*EXERCISE REQUIREMENTS*. Produce an exact copy of the first line of the data below and each line after it, please, up to and including the one with "sequence and return a reference to it.".

*MATERIAL FOR THIS TASK*.
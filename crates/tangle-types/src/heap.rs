//! The arena that owns every container of an object graph.
//!
//! [`Heap`] stores containers in a `Vec` and hands out [`NodeId`]s. A
//! container is never freed while the heap lives, so a `NodeId` obtained from
//! a heap stays valid for that heap. Cycles are ordinary back-references
//! between `NodeId`s.

use std::collections::HashSet;

use crate::container::Container;
use crate::error::{TypeError, TypeResult};
use crate::value::{ContainerKind, NodeId, Value};

/// Arena of containers.
#[derive(Clone, Debug, Default)]
pub struct Heap {
    containers: Vec<Container>,
}

impl Heap {
    /// Create an empty heap.
    pub fn new() -> Self {
        Self::default()
    }

    /// Number of containers allocated so far.
    pub fn len(&self) -> usize {
        self.containers.len()
    }

    /// Returns `true` if no container has been allocated.
    pub fn is_empty(&self) -> bool {
        self.containers.is_empty()
    }

    // ---------------------------------------------------------------
    // Allocation
    // ---------------------------------------------------------------

    /// Allocate an empty container and return its id.
    pub fn alloc(&mut self, kind: ContainerKind) -> NodeId {
        let id = NodeId::from_index(
            u32::try_from(self.containers.len()).expect("heap exceeded u32::MAX containers"),
        );
        self.containers.push(Container::new(kind));
        id
    }

    /// Allocate an empty map and return a reference to it.
    pub fn new_map(&mut self) -> Value {
        Value::Ref(self.alloc(ContainerKind::Map))
    }

    /// Allocate an empty sequence and return a reference to it.
    pub fn new_sequence(&mut self) -> Value {
        Value::Ref(self.alloc(ContainerKind::Sequence))
    }

    /// Allocate a map populated from `(key, value)` pairs.
    pub fn map_from<K, I>(&mut self, entries: I) -> Value
    where
        K: Into<String>,
        I: IntoIterator<Item = (K, Value)>,
    {
        let id = self.alloc(ContainerKind::Map);
        let container = &mut self.containers[id.index()];
        for (key, value) in entries {
            container.insert(key, value);
        }
        Value::Ref(id)
    }

    /// Allocate a sequence populated from `values`.
    pub fn sequence_from<I>(&mut self, values: I) -> Value
    where
        I: IntoIterator<Item = Value>,
    {
        let id = self.alloc(ContainerKind::Sequence);
        let container = &mut self.containers[id.index()];
        for value in values {
            container.push(value);
        }
        Value::Ref(id)
    }

    // ---------------------------------------------------------------
    // Access
    // ---------------------------------------------------------------

    /// Borrow a container by id.
    pub fn get(&self, id: NodeId) -> TypeResult<&Container> {
        self.containers
            .get(id.index())
            .ok_or(TypeError::DanglingNode(id))
    }

    /// Mutably borrow a container by id.
    pub fn get_mut(&mut self, id: NodeId) -> TypeResult<&mut Container> {
        self.containers
            .get_mut(id.index())
            .ok_or(TypeError::DanglingNode(id))
    }

    /// The container a value refers to, if it is a live reference.
    pub fn container(&self, value: &Value) -> Option<&Container> {
        value.node().and_then(|id| self.containers.get(id.index()))
    }

    /// Container kind of a value, `None` for primitives.
    pub fn kind_of(&self, value: &Value) -> Option<ContainerKind> {
        self.container(value).map(Container::kind)
    }

    /// Read `value[key]`, yielding `Undefined` for primitives and missing keys.
    pub fn prop(&self, value: &Value, key: &str) -> Value {
        self.container(value)
            .and_then(|c| c.get(key))
            .cloned()
            .unwrap_or_default()
    }

    /// Write `target[key] = value`.
    pub fn set_prop(&mut self, target: &Value, key: impl Into<String>, value: Value) -> TypeResult<()> {
        let id = target
            .node()
            .ok_or(TypeError::NotAContainer(target.type_name()))?;
        self.get_mut(id)?.insert(key, value);
        Ok(())
    }

    /// Append to a sequence (or map) at its next free index.
    pub fn push(&mut self, target: &Value, value: Value) -> TypeResult<usize> {
        let id = target
            .node()
            .ok_or(TypeError::NotAContainer(target.type_name()))?;
        Ok(self.get_mut(id)?.push(value))
    }

    /// Follow a property path from `root`.
    ///
    /// Returns `Undefined` as soon as a segment is missing or a primitive is
    /// reached before the path ends.
    pub fn lookup<S: AsRef<str>>(&self, root: &Value, path: &[S]) -> Value {
        let mut current = root.clone();
        for segment in path {
            current = self.prop(&current, segment.as_ref());
            if current.is_undefined() {
                break;
            }
        }
        current
    }

    // ---------------------------------------------------------------
    // Structural equality
    // ---------------------------------------------------------------

    /// Structural equality of two values within this heap.
    ///
    /// Primitives compare with `==`. Containers are equal when they have the
    /// same kind and the same key set with pairwise deep-equal values; key
    /// order is ignored. A pair of containers already under comparison is
    /// assumed equal, so cyclic graphs terminate.
    pub fn deep_eq(&self, a: &Value, b: &Value) -> bool {
        let mut in_progress = HashSet::new();
        self.deep_eq_inner(a, b, &mut in_progress)
    }

    fn deep_eq_inner(
        &self,
        a: &Value,
        b: &Value,
        in_progress: &mut HashSet<(NodeId, NodeId)>,
    ) -> bool {
        let (Some(ida), Some(idb)) = (a.node(), b.node()) else {
            return a == b;
        };
        if ida == idb || !in_progress.insert((ida, idb)) {
            return true;
        }
        let (Ok(ca), Ok(cb)) = (self.get(ida), self.get(idb)) else {
            return false;
        };
        let equal = ca.kind() == cb.kind()
            && ca.len() == cb.len()
            && ca.iter().all(|(key, va)| match cb.get(key) {
                Some(vb) => self.deep_eq_inner(va, vb, in_progress),
                None => false,
            });
        in_progress.remove(&(ida, idb));
        equal
    }
}
//! Manifest schema.

use std::{path::Path, str::FromStr};

use serde::Deserialize;

use crate::error::{Error, Result};

/// Root manifest for sapling.toml.
#[derive(Debug, Default, Deserialize)]
#[serde(deny_unknown_fields)]
pub struct Manifest {
    /// Global transform options.
    #[serde(default)]
    pub options: OptionsConfig,

    /// Build cache settings.
    #[serde(default)]
    pub cache: CacheConfig,

    /// Ordered pass groups; each group's visitors share one traversal.
    #[serde(default, rename = "pass-group")]
    pub pass_groups: Vec<PassGroupConfig>,
}

/// `[options]` section.
#[derive(Debug, Deserialize)]
#[serde(deny_unknown_fields, rename_all = "kebab-case")]
pub struct OptionsConfig {
    /// Whether to emit code.
    #[serde(default = "default_true")]
    pub code: bool,
    /// Whether to emit the transformed tree as JSON.
    #[serde(default)]
    pub ast: bool,
    /// Whether to build a source map.
    #[serde(default = "default_true")]
    pub source_map: bool,
    /// Module kind programs are parsed under: "module" or "script".
    #[serde(default = "default_source_kind")]
    pub source_kind: String,
    /// Whether handler failures are wrapped with the owning pass's name.
    #[serde(default = "default_true")]
    pub wrap_pass_visitors: bool,
}

impl Default for OptionsConfig {
    fn default() -> Self {
        Self {
            code: true,
            ast: false,
            source_map: true,
            source_kind: default_source_kind(),
            wrap_pass_visitors: true,
        }
    }
}

/// `[cache]` section.
#[derive(Debug, Deserialize)]
#[serde(deny_unknown_fields)]
pub struct CacheConfig {
    /// Whether transformation runs are memoized on disk.
    #[serde(default = "default_true")]
    pub enabled: bool,
    /// Cache directory, relative to the manifest.
    #[serde(default = "default_cache_dir")]
    pub dir: String,
}

impl Default for CacheConfig {
    fn default() -> Self {
        Self {
            enabled: true,
            dir: default_cache_dir(),
        }
    }
}

/// One `[[pass-group]]` entry.
#[derive(Debug, Default, Deserialize)]
#[serde(deny_unknown_fields)]
pub struct PassGroupConfig {
    #[serde(default)]
    pub passes: Vec<PassSpec>,
}

/// A configured pass: a name plus free-form options.
#[derive(Debug, Deserialize)]
#[serde(deny_unknown_fields)]
pub struct PassSpec {
    pub name: String,
    #[serde(default)]
    pub options: Option<toml::Value>,
}

impl PassSpec {
    /// The pass options as JSON, for the pass registry.
    pub fn options_json(&self) -> serde_json::Value {
        self.options
            .as_ref()
            .and_then(|value| serde_json::to_value(value).ok())
            .unwrap_or(serde_json::Value::Null)
    }
}

fn default_true() -> bool {
    true
}

fn default_source_kind() -> String {
    "module".to_string()
}

fn default_cache_dir() -> String {
    ".sapling/cache".to_string()
}

impl FromStr for Manifest {
    type Err = Box<Error>;

    fn from_str(s: &str) -> Result<Self> {
        Self::from_str_with_filename(s, "sapling.toml")
    }
}

impl Manifest {
    /// Parse a sapling.toml file from the given path.
    pub fn from_file(path: impl AsRef<Path>) -> Result<Self> {
        let path = path.as_ref();
        let content = std::fs::read_to_string(path).map_err(|e| {
            Box::new(Error::Io {
                path: path.to_path_buf(),
                source: e,
            })
        })?;
        Self::from_str_with_filename(&content, &path.display().to_string())
    }

    /// Parse from a string with a custom filename for error reporting.
    pub fn from_str_with_filename(content: &str, filename: &str) -> Result<Self> {
        let manifest: Self =
            toml::from_str(content).map_err(|e| Error::parse(e, content, filename))?;
        manifest.validate(content, filename)?;
        Ok(manifest)
    }

    fn validate(&self, src: &str, filename: &str) -> Result<()> {
        match self.options.source_kind.as_str() {
            "module" | "script" => {}
            other => {
                return Err(Error::validation(
                    format!("invalid source-kind `{other}`; expected \"module\" or \"script\""),
                    src,
                    filename,
                ));
            }
        }
        for (index, group) in self.pass_groups.iter().enumerate() {
            for spec in &group.passes {
                if spec.name.is_empty() {
                    return Err(Error::validation(
                        format!("pass-group {index} contains a pass with an empty name"),
                        src,
                        filename,
                    ));
                }
                if !spec
                    .name
                    .chars()
                    .all(|c| c.is_ascii_lowercase() || c.is_ascii_digit() || c == '-')
                {
                    return Err(Error::validation(
                        format!(
                            "invalid pass name `{}` in pass-group {index}; expected lowercase kebab-case",
                            spec.name
                        ),
                        src,
                        filename,
                    ));
                }
            }
        }
        Ok(())
    }
}

#[cfg(test)]
mod tests {
    use super::*;

    fn parse(content: &str) -> Manifest {
        content.parse().expect("manifest should parse")
    }

    #[test]
    fn test_empty_manifest_uses_defaults() {
        let manifest = parse("");
        assert!(manifest.options.code);
        assert!(!manifest.options.ast);
        assert_eq!(manifest.options.source_kind, "module");
        assert!(manifest.cache.enabled);
        assert_eq!(manifest.cache.dir, ".sapling/cache");
        assert!(manifest.pass_groups.is_empty());
    }

    #[test]
    fn test_full_manifest() {
        let manifest = parse(
            r#"
            [options]
            source-map = false

            [cache]
            enabled = false
            dir = "target/transform-cache"

            [[pass-group]]
            passes = [
                { name = "rename-identifier", options = { from = "x", to = "y" } },
                { name = "constant-fold" },
            ]

            [[pass-group]]
            passes = [{ name = "strip-debug" }]
            "#,
        );
        assert!(!manifest.options.source_map);
        assert!(!manifest.cache.enabled);
        assert_eq!(manifest.pass_groups.len(), 2);

        let first = &manifest.pass_groups[0].passes[0];
        assert_eq!(first.name, "rename-identifier");
        assert_eq!(first.options_json()["from"], "x");

        let bare = &manifest.pass_groups[0].passes[1];
        assert_eq!(bare.options_json(), serde_json::Value::Null);
    }

    #[test]
    fn test_invalid_source_kind_rejected() {
        let err = Manifest::from_str_with_filename("[options]\nsource-kind = \"amd\"", "s.toml")
            .unwrap_err();
        assert!(err.to_string().contains("invalid source-kind"));
    }

    #[test]
    fn test_invalid_pass_name_rejected() {
        let err = Manifest::from_str_with_filename(
            "[[pass-group]]\npasses = [{ name = \"Rename\" }]",
            "s.toml",
        )
        .unwrap_err();
        assert!(err.to_string().contains("invalid pass name"));
    }

    #[test]
    fn test_unknown_keys_rejected() {
        let err =
            Manifest::from_str_with_filename("[options]\nminify = true", "s.toml").unwrap_err();
        assert!(matches!(*err, Error::Parse { .. }));
    }
}
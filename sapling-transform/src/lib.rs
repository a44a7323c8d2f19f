//! Pass pipeline, build cache, and transformation orchestrator for Sapling.
//!
//! This crate is the core of the transformer. Given a parsed program and an
//! ordered configuration of passes it:
//!
//! - sequences pass visitors into traversal groups and runs them over the
//!   tree with strict pre → traverse → post ordering ([`pipeline`]),
//! - memoizes whole transformation runs on disk keyed by a content
//!   fingerprint of (configuration, source text) ([`cache`]),
//! - classifies and annotates every failure before it reaches the caller
//!   ([`TransformError`]).
//!
//! The top-level entry point is [`Transformer::transform`]; a callback-based
//! deferred form with identical semantics is [`Transformer::transform_deferred`].

mod cache;
mod context;
mod error;
mod file;
mod options;
mod pass;
pub mod passes;
mod pipeline;
mod transform;

pub use cache::{CacheEntry, CacheStore, Fingerprint, SkipReason, store_eligibility};
pub use context::PassContext;
pub use error::{ErrorCode, TransformError};
pub use file::{File, normalize};
pub use options::{Options, ResolvedConfig};
pub use pass::{HookAction, HookPhase, Pass, PassGroup};
pub use pipeline::{PipelineError, run_pass_groups};
pub use transform::{RunCounters, TransformOutput, Transformer};
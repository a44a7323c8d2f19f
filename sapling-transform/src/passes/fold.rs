//! Numeric constant folding.

use sapling_ast::{BinaryOp, Node, NodeKind};
use sapling_traverse::{ScopeInfo, Visitor};

use crate::{context::PassContext, pass::Pass};

/// Folds binary expressions over numeric literals into literals.
///
/// Folding recurses through the operands, so a whole constant subtree
/// collapses the first time its root is visited.
pub struct ConstantFoldPass;

impl Pass for ConstantFoldPass {
    fn key(&self) -> &str {
        "constant-fold"
    }

    fn visitor(&self) -> Visitor<PassContext> {
        fn visit(
            _cx: &mut PassContext,
            node: &mut Node,
            _scope: &mut ScopeInfo,
        ) -> eyre::Result<()> {
            fold(node);
            Ok(())
        }
        Visitor::new().on(NodeKind::Binary, visit)
    }
}

fn fold(node: &mut Node) {
    if let Node::Binary { op, left, right } = node {
        fold(left);
        fold(right);
        if let (Node::Number { value: l }, Node::Number { value: r }) =
            (left.as_ref(), right.as_ref())
        {
            let value = match op {
                BinaryOp::Add => l + r,
                BinaryOp::Sub => l - r,
                BinaryOp::Mul => l * r,
                BinaryOp::Div => l / r,
                // Comparisons produce booleans; leave them to runtime.
                BinaryOp::Eq | BinaryOp::Lt | BinaryOp::Gt => return,
            };
            *node = Node::Number { value };
        }
    }
}

#[cfg(test)]
mod tests {
    use super::*;

    fn binary(op: BinaryOp, left: Node, right: Node) -> Node {
        Node::Binary {
            op,
            left: Box::new(left),
            right: Box::new(right),
        }
    }

    #[test]
    fn test_folds_nested_constants() {
        let mut node = binary(
            BinaryOp::Mul,
            binary(
                BinaryOp::Add,
                Node::Number { value: 1.0 },
                Node::Number { value: 2.0 },
            ),
            Node::Number { value: 3.0 },
        );
        fold(&mut node);
        assert_eq!(node, Node::Number { value: 9.0 });
    }

    #[test]
    fn test_leaves_identifiers_alone() {
        let mut node = binary(
            BinaryOp::Add,
            Node::Ident { name: "a".into() },
            Node::Number { value: 2.0 },
        );
        fold(&mut node);
        assert!(matches!(node, Node::Binary { .. }));
    }

    #[test]
    fn test_leaves_comparisons_alone() {
        let mut node = binary(
            BinaryOp::Lt,
            Node::Number { value: 1.0 },
            Node::Number { value: 2.0 },
        );
        fold(&mut node);
        assert!(matches!(node, Node::Binary { .. }));
    }
}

*EXERCISE OUTPUT*.
filename crates/tangle-types/src/heap.rs
//! The arena that owns every container of an object graph.
//!
//! [`Heap`] stores containers in a `Vec` and hands out [`NodeId`]s. A
//! container is never freed while the heap lives, so a `NodeId` obtained from
//! a heap stays valid for that heap. Cycles are ordinary back-references
//! between `NodeId`s.

use std::collections::HashSet;

use crate::container::Container;
use crate::error::{TypeError, TypeResult};
use crate::value::{ContainerKind, NodeId, Value};

/// Arena of containers.
#[derive(Clone, Debug, Default)]
pub struct Heap {
    containers: Vec<Container>,
}

impl Heap {
    /// Create an empty heap.
    pub fn new() -> Self {
        Self::default()
    }

    /// Number of containers allocated so far.
    pub fn len(&self) -> usize {
        self.containers.len()
    }

    /// Returns `true` if no container has been allocated.
    pub fn is_empty(&self) -> bool {
        self.containers.is_empty()
    }

    // ---------------------------------------------------------------
    // Allocation
    // ---------------------------------------------------------------

    /// Allocate an empty container and return its id.
    pub fn alloc(&mut self, kind: ContainerKind) -> NodeId {
        let id = NodeId::from_index(
            u32::try_from(self.containers.len()).expect("heap exceeded u32::MAX containers"),
        );
        self.containers.push(Container::new(kind));
        id
    }

    /// Allocate an empty map and return a reference to it.
    pub fn new_map(&mut self) -> Value {
        Value::Ref(self.alloc(ContainerKind::Map))
    }

    /// Allocate an empty sequence and return a reference to it.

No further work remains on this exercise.